Output the complete listing. Match it exactly.

Exercise data
──────────

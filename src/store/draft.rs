//! Draft store: an explicit interface over the partially filled form a user
//! abandons mid-submission. Keeping it behind a trait keeps the pipeline
//! itself stateless; drafts never flow into composition.

use std::path::{Path, PathBuf};

use serde::{Deserialize, Serialize};
use utoipa::ToSchema;

use super::StoreError;
use crate::record::StreetNumber;

/// A partial record: every field optional, nothing validated until submit.
#[derive(Debug, Clone, Default, PartialEq, Serialize, Deserialize, ToSchema)]
#[serde(rename_all = "camelCase")]
pub struct DraftRecord {
    #[serde(skip_serializing_if = "Option::is_none")]
    pub name: Option<String>,
    #[serde(skip_serializing_if = "Option::is_none")]
    pub street_number: Option<StreetNumber>,
    #[serde(skip_serializing_if = "Option::is_none")]
    pub address_line: Option<String>,
    #[serde(skip_serializing_if = "Option::is_none")]
    pub apartment_info: Option<String>,
}

pub trait DraftStore: Send + Sync {
    fn load(&self, owner_id: &str) -> Result<Option<DraftRecord>, StoreError>;
    fn save(&self, owner_id: &str, draft: &DraftRecord) -> Result<(), StoreError>;
    fn clear(&self, owner_id: &str) -> Result<(), StoreError>;
}

pub struct FileDraftStore {
    dir: PathBuf,
}

impl FileDraftStore {
    pub fn new(data_dir: impl AsRef<Path>) -> Self {
        Self {
            dir: data_dir.as_ref().join("drafts"),
        }
    }

    fn path_for(&self, owner_id: &str) -> PathBuf {
        // Owner ids come from the client; keep only filename-safe characters.
        let safe: String = owner_id
            .chars()
            .map(|c| if c.is_ascii_alphanumeric() || matches!(c, '-' | '_' | '.') { c } else { '_' })
            .collect();
        self.dir.join(format!("{safe}.json"))
    }
}

impl DraftStore for FileDraftStore {
    fn load(&self, owner_id: &str) -> Result<Option<DraftRecord>, StoreError> {
        match std::fs::read_to_string(self.path_for(owner_id)) {
            Ok(s) => Ok(Some(serde_json::from_str(&s)?)),
            Err(e) if e.kind() == std::io::ErrorKind::NotFound => Ok(None),
            Err(e) => Err(e.into()),
        }
    }

    fn save(&self, owner_id: &str, draft: &DraftRecord) -> Result<(), StoreError> {
        std::fs::create_dir_all(&self.dir)?;
        std::fs::write(self.path_for(owner_id), serde_json::to_string_pretty(draft)?)?;
        Ok(())
    }

    fn clear(&self, owner_id: &str) -> Result<(), StoreError> {
        match std::fs::remove_file(self.path_for(owner_id)) {
            Ok(()) => Ok(()),
            Err(e) if e.kind() == std::io::ErrorKind::NotFound => Ok(()),
            Err(e) => Err(e.into()),
        }
    }
}

#[cfg(test)]
mod tests {
    use super::*;

    #[test]
    fn save_load_clear_cycle() {
        let dir = tempfile::tempdir().unwrap();
        let store = FileDraftStore::new(dir.path());
        assert_eq!(store.load("u1").unwrap(), None);

        let draft = DraftRecord {
            name: Some("途中まで".into()),
            street_number: Some(StreetNumber::Zero),
            ..DraftRecord::default()
        };
        store.save("u1", &draft).unwrap();
        assert_eq!(store.load("u1").unwrap(), Some(draft));

        store.clear("u1").unwrap();
        assert_eq!(store.load("u1").unwrap(), None);
        // Clearing twice is fine.
        store.clear("u1").unwrap();
    }

    #[test]
    fn owner_ids_cannot_escape_the_drafts_dir() {
        let dir = tempfile::tempdir().unwrap();
        let store = FileDraftStore::new(dir.path());
        store.save("../../evil", &DraftRecord::default()).unwrap();
        assert!(dir.path().join("drafts").join(".._.._evil.json").exists());
    }
}
use utoipa::OpenApi;

use crate::api;
use crate::record::{CardRecord, StreetNumber};
use crate::store::draft::DraftRecord;

#[derive(OpenApi)]
#[openapi(
    paths(
        api::health,
        api::create_resident,
        api::list_residents,
        api::get_resident,
        api::update_resident,
        api::generate_card,
        api::get_draft,
        api::put_draft,
        api::delete_draft,
    ),
    components(
        schemas(
            CardRecord,
            StreetNumber,
            DraftRecord,
            api::HealthResponse,
            api::GenerateRequest,
        )
    ),
    tags(
        (name = "cardgen", description = "Resident card backend API")
    )
)]
pub struct ApiDoc;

──────────

Your solution
filename src/store/draft.rs
//! Draft store: an explicit interface over the partially filled form a user
//! abandons mid-submission. Keeping it behind a trait keeps the pipeline
//! itself stateless; drafts never flow into composition.

use std::path::{Path, PathBuf};

use serde::{Deserialize, Serialize};
use utoipa::ToSchema;

use super::StoreError;
use crate::record::StreetNumber;

/// A partial record: every field optional, nothing validated until submit.
#[derive(Debug, Clone, Default, PartialEq, Serialize, Deserialize, ToSchema)]
#[serde(rename_all = "camelCase")]
pub struct DraftRecord {
    #[serde(skip_serializing_if = "Option::is_none")]
    pub name: Option<String>,
    #[serde(skip_serializing_if = "Option::is_none")]
    pub street_number: Option<StreetNumber>,
    #[serde(skip_serializing_if = "Option::is_none")]
    pub address_line: Option<String>,
    #[serde(skip_serializing_if = "Option::is_none")]
    pub apartment_info: Option<String>,
}

pub trait DraftStore: Send + Sync {
    fn load(&self, owner_id: &str) -> Result<Option<DraftRecord>, StoreError>;
    fn save(&self, owner_id: &str, draft: &DraftRecord) -> Result<(), StoreError>;
    fn clear(&self, owner_id: &str) -> Result<(), StoreError>;
}

pub struct FileDraftStore {
    dir: PathBuf,
}

impl FileDraftStore {
    pub fn new(data_dir: impl AsRef<Path>) -> Self {
        Self {
            dir: data_dir.as_ref().join("drafts"),
        }
    }

    fn path_for(&self, owner_id: &str) -> PathBuf {
        // Owner ids come from the client; keep only filename-safe characters.
        let safe: String = owner_id
            .chars()
            .map(|c| if c.is_ascii_alphanumeric() || matches!(c, '-' | '_' | '.') { c } else { '_' })
            .collect();
        self.dir.join(format!("{safe}.json"))
    }
}

impl DraftStore for FileDraftStore {
    fn load(&self, owner_id: &str) -> Result<Option<DraftRecord>, StoreError> {
        match std::fs::read_to_string(self.path_for(owner_id)) {
            Ok(s) => Ok(Some(serde_json::from_str(&s)?)),
            Err(e) if e.kind() == std::io::ErrorKind::NotFound => Ok(None),
            Err(e) => Err(e.into()),
        }
    }

    fn save(&self, owner_id: &str, draft: &DraftRecord) -> Result<(), StoreError> {
        std::fs::create_dir_all(&self.dir)?;
        std::fs::write(self.path_for(owner_id), serde_json::to_string_pretty(draft)?)?;
        Ok(())
    }

    fn clear(&self, owner_id: &str) -> Result<(), StoreError> {
        match std::fs::remove_file(self.path_for(owner_id)) {
            Ok(()) => Ok(()),
            Err(e) if e.kind() == std::io::ErrorKind::NotFound => Ok(()),
            Err(e) => Err(e.into()),
        }
    }
}

#[cfg(test)]
mod tests {
    use super::*;

    #[test]
    fn save_load_clear_cycle() {
        let dir = tempfile::tempdir().unwrap();
        let store = FileDraftStore::new(dir.path());
        assert_eq!(store.load("u1").unwrap(), None);

        let draft = DraftRecord {
            name: Some("途中まで".into()),
            street_number: Some(StreetNumber::Zero),
            ..DraftRecord::default()
        };
        store.save("u1", &draft).unwrap();
        assert_eq!(store.load("u1").unwrap(), Some(draft));

        store.clear("u1").unwrap();
        assert_eq!(store.load("u1").unwrap(), None);
        // Clearing twice is fine.
        store.clear("u1").unwrap();
    }

    #[test]
    fn owner_ids_cannot_escape_the_drafts_dir() {
        let dir = tempfile::tempdir().unwrap();
        let store = FileDraftStore::new(dir.path());
        store.save("../../evil", &DraftRecord::default()).unwrap();
        assert!(dir.path().join("drafts").join(".._.._evil.json").exists());
    }
}
use utoipa::OpenApi;

use crate::api;
use crate::record::{CardRecord, StreetNumber};
use crate::store::draft::DraftRecord;

#[derive(OpenApi)]
#[openapi(
    paths(
        api::health,
        api::create_resident,
        api::list_residents,
        api::get_resident,
        api::update_resident,
        api::generate_card,
        api::get_draft,
        api::put_draft,
        api::delete_draft,
    ),
    components(
        schemas(
            CardRecord,
            StreetNumber,
            DraftRecord,
            api::HealthResponse,
            api::GenerateRequest,
        )
    ),
    tags(
        (name = "cardgen", description = "Resident card backend API")
    )
)]
pub struct ApiDoc;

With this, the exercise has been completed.